Think tank's report calls California financial status grim

LOS ANGELES — The California Department of Finance disputed a think tank article that questioned the state’s economic strength.

California’s state government collected $2.68 billion less in revenues than expected during the 2016-17 fiscal year, according to the article “California Fiscal Outlook Remains Grim,” from David Schwartzman, a California Policy Center research fellow, published Thursday.

Governor Brown held a signing ceremony on Treasure Island in San Francisco for an extension of cap-and-trade legislation.

In the article, Schwartzman said that signs point to tough times ahead for California’s budget.

“While California faces a harsh fiscal outlook in the future, the state is making life difficult for its citizens now,” Schwartzman writes in his report for the right-leaning nonprofit. “Taxes make it expensive to live in California.”

According to the Tax Foundation, he wrote, California has the third-worst business tax climate in the U.S.

“This article begins with an fiscal comparison that lacks relevance, given that it’s based on forecasts that are more than a year out of date, and proceeds from there to order a la carte from a menu of selective statistics that ignores California’s substantial economic strengths and its demonstrated fiscal accomplishments,” said H.D. Palmer, a Department of Finance spokesman.

According to Schwartzman, a Legislative Analyst’s Office report estimates the legislature’s decision to extend California’s cap and trade program will raise gas prices by up to 63 cents a gallon by 2021 and up to 73 cents a gallon by 2031.

The article’s assertion that “low net migration numbers are primarily the result of California’s inability to attract immigration” is demonstrably false, Palmer said. For more than 10 years, Palmer said, California has been the number-one destination for immigrants.

California has a $183.2 billion budget for fiscal 2017-19, excluding federal funds, a $12 billion increase over the previous year, Schwartzman wrote.

“This comes despite calls by Governor Jerry Brown to cut spending and an error by his administration that understated California’s deficit by $1.9 billion," he wrote.

Palmer countered with a list of financial improvements made during Brown’s time as governor.

“With a gross economic output of more than $2.6 trillion, California stands as the world’s sixth largest economy,” Palmer said. “And at a time of continuing change and uncertainty, California today is better prepared and better poised to meet its fiscal challenges than at any time in its recent history.”

• Of the original “Wall of Debt” – the $34.7 billion in budgetary borrowing that Brown inherited when he took office in 2011 – approximately $29 billion will be paid off by the end of the current fiscal year.

• In addition to this year’s day-to-day operating reserve of more than $1.4 billion, thanks to the governor’s successful 2014 ballot initiative, California’s separate Budget Stabilization Account stands at $8.5 billion this year and grows to more than $12 billion in just three years. This will provide the state with its highest-ever reserve to help the state navigate the next change in economic fortunes.

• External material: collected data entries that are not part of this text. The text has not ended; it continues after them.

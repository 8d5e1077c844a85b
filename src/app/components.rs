//! Capability traits for pluggable sensors and communicators.
//!
//! Sensors implement [`Readable`]; outbound sinks (log, REST, MQTT ...)
//! implement [`Communicator`].  Both report statistics through
//! [`StatisticsProvider`].  The orchestrator holds them as
//! `Box<dyn ...>` in registration order and fans out in that order.

use core::fmt;

use crate::diagnostics::StatisticsProvider;

// ───────────────────────────────────────────────────────────────
// Readings
// ───────────────────────────────────────────────────────────────

/// One measured value.  `NoData` marks a channel that produced nothing this
/// cycle; sinks are free to skip it.
#[derive(Debug, Clone, PartialEq)]
pub enum SensorValue {
    Int(i64),
    Float(f32),
    Text(String),
    NoData,
}

impl fmt::Display for SensorValue {
    fn fmt(&self, f: &mut fmt::Formatter<'_>) -> fmt::Result {
        match self {
            Self::Int(v) => write!(f, "{}", v),
            Self::Float(v) => write!(f, "{:.2}", v),
            Self::Text(v) => f.write_str(v),
            Self::NoData => f.write_str("-"),
        }
    }
}

/// Timestamped set of named values produced by one sensor read.
#[derive(Debug, Clone, PartialEq)]
pub struct SensorReading {
    /// Milliseconds since boot at acquisition.
    pub timestamp_ms: u64,
    pub values: Vec<(String, SensorValue)>,
}

impl SensorReading {
    pub fn new(timestamp_ms: u64) -> Self {
        Self {
            timestamp_ms,
            values: Vec::new(),
        }
    }

    pub fn with(mut self, key: &str, value: SensorValue) -> Self {
        self.values.push((key.to_string(), value));
        self
    }

    /// Values other than [`SensorValue::NoData`].
    pub fn present(&self) -> impl Iterator<Item = &(String, SensorValue)> {
        self.values.iter().filter(|(_, v)| *v != SensorValue::NoData)
    }
}

/// A sensor's error report.  `fatal` during setup halts the node.
#[derive(Debug, Clone, PartialEq, Eq)]
pub struct SensorStatus {
    pub message: String,
    pub fatal: bool,
}

impl SensorStatus {
    pub fn warning(message: impl Into<String>) -> Self {
        Self {
            message: message.into(),
            fatal: false,
        }
    }

    pub fn fatal(message: impl Into<String>) -> Self {
        Self {
            message: message.into(),
            fatal: true,
        }
    }
}

impl fmt::Display for SensorStatus {
    fn fmt(&self, f: &mut fmt::Formatter<'_>) -> fmt::Result {
        if self.fatal {
            write!(f, "FATAL {}", self.message)
        } else {
            f.write_str(&self.message)
        }
    }
}

// ───────────────────────────────────────────────────────────────
// Capabilities
// ───────────────────────────────────────────────────────────────

/// A sensor driver.
pub trait Readable: StatisticsProvider {
    /// One-time initialisation.  A fatal status halts the node.
    fn setup(&mut self) -> Result<(), SensorStatus>;

    /// Take one reading.
    fn read(&mut self, timestamp_ms: u64) -> Result<SensorReading, SensorStatus>;
}

/// Connectivity transition hooks, called only on actual transitions.
pub trait NetworkAware {
    fn network_connected(&mut self) {}

    fn network_disconnected(&mut self) {}
}

/// An outbound sink for readings and status messages.
pub trait Communicator: NetworkAware + StatisticsProvider {
    fn setup(&mut self) {}

    fn new_reading(&mut self, sensor: &str, reading: &SensorReading);

    fn new_status(&mut self, sensor: &str, status: &SensorStatus);

    /// Node-level status such as the boot banner.
    fn new_hardware_status(&mut self, _message: &str) {}

    /// Called once per main-loop tick.
    fn service(&mut self) {}
}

• This marks the third year in a row that California hasn’t had to rely on external borrowing for its day-to-day cash management. The state ended the last fiscal year with $37 billion of available unused cash; combined with other available resources, the state’s portion of the investment pool of excess cash stood at nearly $55 billion.

• Building on the state’s pension reforms, at the governor’s insistence this year’s budget makes a $6 billion supplemental payment to the state’s public employee retirement system that will reduce unfunded liabilities, stabilize contribution rates, and save taxpayers $11 billion over the next two decades. Moody’s Investors Service cited it as a “credit positive development because it suggests the state will aggressively counter a projected rise in its unfunded pension liabilities.”